Once safely on the A55 I saw the sign for Tremeirchion. Heeding the advice given; that this is a narrow winding road which I might not travel safely in my weary state; I ignored it and took the turnoff for Rhuallt as recommended. Arrived at Rhuallt I found the road to Tremeirchion blocked by a burst water main! I followed the diversion for what seemed like many miles of uninhabited countryside before finding an occupied house and a friend who pointed to St Beuno’s, clearly visible across the valley. I arrived just in time to attend the first session of what turned out to be a very good, and useful course. Interestingly it had been offered to lay people because there were not enough clerical takers. I was very happy to be called in from the highways and byways.
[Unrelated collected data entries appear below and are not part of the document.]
//! 学習履歴のSVGチャート
//!
//! バッチごとの損失と正解率を折れ線で描画します。

use anyhow::{Context, Result};
use std::path::Path;

use super::{escape_xml, COLOR_AXIS, COLOR_GRID, COLOR_TEXT};
use crate::ml::CollectBatchStats;

const CHART_WIDTH: f64 = 800.0;
const CHART_HEIGHT: f64 = 500.0;
const MARGIN_TOP: f64 = 60.0;
const MARGIN_RIGHT: f64 = 40.0;
const MARGIN_BOTTOM: f64 = 80.0;
const MARGIN_LEFT: f64 = 80.0;

const COLOR_LOSS: &str = "#e74c3c";
const COLOR_ACCURACY: &str = "#3498db";

/// 折れ線の系列
#[derive(Debug, Clone)]
pub struct DataSeries {
    pub name: String,
    pub values: Vec<f64>,
    pub color: String,
}

/// 学習履歴（損失・正解率の2系列）をSVGで保存
pub fn generate_history_chart(history: &CollectBatchStats, output_path: &Path) -> Result<()> {
    let series = [
        DataSeries {
            name: "loss".to_string(),
            values: history.batch_losses.clone(),
            color: COLOR_LOSS.to_string(),
        },
        DataSeries {
            name: "accuracy".to_string(),
            values: history.batch_accuracies.clone(),
            color: COLOR_ACCURACY.to_string(),
        },
    ];
    let svg = line_chart_svg("学習履歴", "ステップ", "値", &series);
    std::fs::write(output_path, svg)
        .with_context(|| format!("チャート書き込みエラー: {}", output_path.display()))
}

/// x軸をインデックスとした折れ線グラフ
pub fn line_chart_svg(title: &str, x_label: &str, y_label: &str, series: &[DataSeries]) -> String {
    let plot_width = CHART_WIDTH - MARGIN_LEFT - MARGIN_RIGHT;
    let plot_height = CHART_HEIGHT - MARGIN_TOP - MARGIN_BOTTOM;

    let max_len = series.iter().map(|s| s.values.len()).max().unwrap_or(0);
    let x_max = max_len.saturating_sub(1).max(1) as f64;
    let y_max = series
        .iter()
        .flat_map(|s| s.values.iter().copied())
        .filter(|v| v.is_finite())
        .fold(1.0f64, f64::max);

    let to_x = |i: usize| MARGIN_LEFT + (i as f64 / x_max) * plot_width;
    let to_y = |v: f64| MARGIN_TOP + plot_height - (v / y_max) * plot_height;

    let mut svg = String::new();
    svg.push_str(&format!(
        r#"<svg xmlns="http://www.w3.org/2000/svg" viewBox="0 0 {} {}" width="{}" height="{}">"#,
        CHART_WIDTH, CHART_HEIGHT, CHART_WIDTH, CHART_HEIGHT
    ));
    svg.push_str(&format!(
        r#"<rect width="{}" height="{}" fill="white"/>"#,
        CHART_WIDTH, CHART_HEIGHT
    ));
    svg.push_str(&format!(
        r#"<text x="{}" y="35" text-anchor="middle" font-family="Arial, sans-serif" font-size="18" font-weight="bold" fill="{}">{}</text>"#,
        CHART_WIDTH / 2.0,
        COLOR_TEXT,
        escape_xml(title)
    ));

    // グリッド線とY軸目盛り
    for i in 0..=5 {
        let value = y_max * i as f64 / 5.0;
        let y = to_y(value);
        svg.push_str(&format!(
            r#"<line x1="{}" y1="{}" x2="{}" y2="{}" stroke="{}" stroke-width="1"/>"#,
            MARGIN_LEFT,
            y,
            MARGIN_LEFT + plot_width,
            y,
            COLOR_GRID
        ));
        svg.push_str(&format!(
            r#"<text x="{}" y="{}" text-anchor="end" font-family="Arial, sans-serif" font-size="12" fill="{}">{:.2}</text>"#,
            MARGIN_LEFT - 10.0,
            y + 4.0,
            COLOR_TEXT,
            value
        ));
    }

    // 軸
    svg.push_str(&format!(
        r#"<line x1="{}" y1="{}" x2="{}" y2="{}" stroke="{}" stroke-width="2"/>"#,
        MARGIN_LEFT,
        MARGIN_TOP + plot_height,
        MARGIN_LEFT + plot_width,
        MARGIN_TOP + plot_height,
        COLOR_AXIS
    ));
    svg.push_str(&format!(
        r#"<line x1="{}" y1="{}" x2="{}" y2="{}" stroke="{}" stroke-width="2"/>"#,
        MARGIN_LEFT,
        MARGIN_TOP,
        MARGIN_LEFT,
        MARGIN_TOP + plot_height,
        COLOR_AXIS
    ));
    svg.push_str(&format!(
        r#"<text x="{}" y="{}" text-anchor="middle" font-family="Arial, sans-serif" font-size="14" fill="{}">{}</text>"#,
        MARGIN_LEFT + plot_width / 2.0,
        CHART_HEIGHT - 20.0,
        COLOR_TEXT,
        escape_xml(x_label)
    ));
    svg.push_str(&format!(
        r#"<text x="20" y="{}" text-anchor="middle" font-family="Arial, sans-serif" font-size="14" fill="{}" transform="rotate(-90 20 {})">{}</text>"#,
        CHART_HEIGHT / 2.0,
        COLOR_TEXT,
        CHART_HEIGHT / 2.0,
        escape_xml(y_label)
    ));

    for data in series {
        if data.values.is_empty() {
            continue;
        }
        let path: Vec<String> = data
            .values
            .iter()
            .enumerate()
            .map(|(i, &v)| {
                let command = if i == 0 { "M" } else { "L" };
                format!("{} {:.2} {:.2}", command, to_x(i), to_y(v))
            })
            .collect();
        svg.push_str(&format!(
            r#"<path d="{}" fill="none" stroke="{}" stroke-width="2"/>"#,
            path.join(" "),
            data.color
        ));
    }

    // 凡例
    let mut legend_y = MARGIN_TOP + 10.0;
    for data in series {
        svg.push_str(&format!(
            r#"<rect x="{}" y="{}" width="15" height="15" fill="{}"/>"#,
            CHART_WIDTH - MARGIN_RIGHT - 100.0,
            legend_y,
            data.color
        ));
        svg.push_str(&format!(
            r#"<text x="{}" y="{}" font-family="Arial, sans-serif" font-size="12" fill="{}">{}</text>"#,
            CHART_WIDTH - MARGIN_RIGHT - 80.0,
            legend_y + 12.0,
            COLOR_TEXT,
            escape_xml(&data.name)
        ));
        legend_y += 25.0;
    }

    svg.push_str("</svg>");
    svg
}

#[cfg(test)]
mod tests {
    use super::*;

    #[test]
    fn test_history_chart_generation() {
        let dir = tempfile::tempdir().unwrap();
        let path = dir.path().join("history.svg");
        let history = CollectBatchStats {
            batch_losses: vec![1.2, 0.8, 0.5],
            batch_accuracies: vec![0.25, 0.5, 0.75],
        };

        generate_history_chart(&history, &path).unwrap();

        let svg = std::fs::read_to_string(&path).unwrap();
        assert!(svg.starts_with("<svg"));
        assert!(svg.ends_with("</svg>"));
        assert_eq!(svg.matches("<path").count(), 2);
        assert!(svg.contains(COLOR_LOSS));
    }

    #[test]
    fn test_empty_history_has_no_lines() {
        let svg = line_chart_svg("t", "x", "y", &[]);
        assert!(!svg.contains("<path"));
    }
}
Keeping in the correct lane

I applied lessons learned for the journey home. I left the M6 and took a long break at Kendal, continuing on the A6 for a while before rejoining the M6. Outside Glasgow my best efforts to keep to the correct lane were defeated and I found myself once more headed for the crematorium. Taking the same action as before I was offered a choice of Edinburgh or Carlisle. I wanted Stirling but decided Edinburgh would have to do. This proved to be a good choice as the M8 flowed easily into the approach road to the Forth bridges, the new one nearly complete. I admired the planning skill which meant that the road layout would make it easy to use old and new bridges in tandem. The road up to Perth was excellent and I decided that the Edinburgh route might be a better choice in future.

For me the transport arrangements provided valuable extra insight into what I had learned spiritually; journey and destination were equally important. This is, of course, true of life, and our journey to a retreat starts long before we catch the train or step into the car. How can we help all life’s pilgrims to find their spiritual home with maps, advice and training?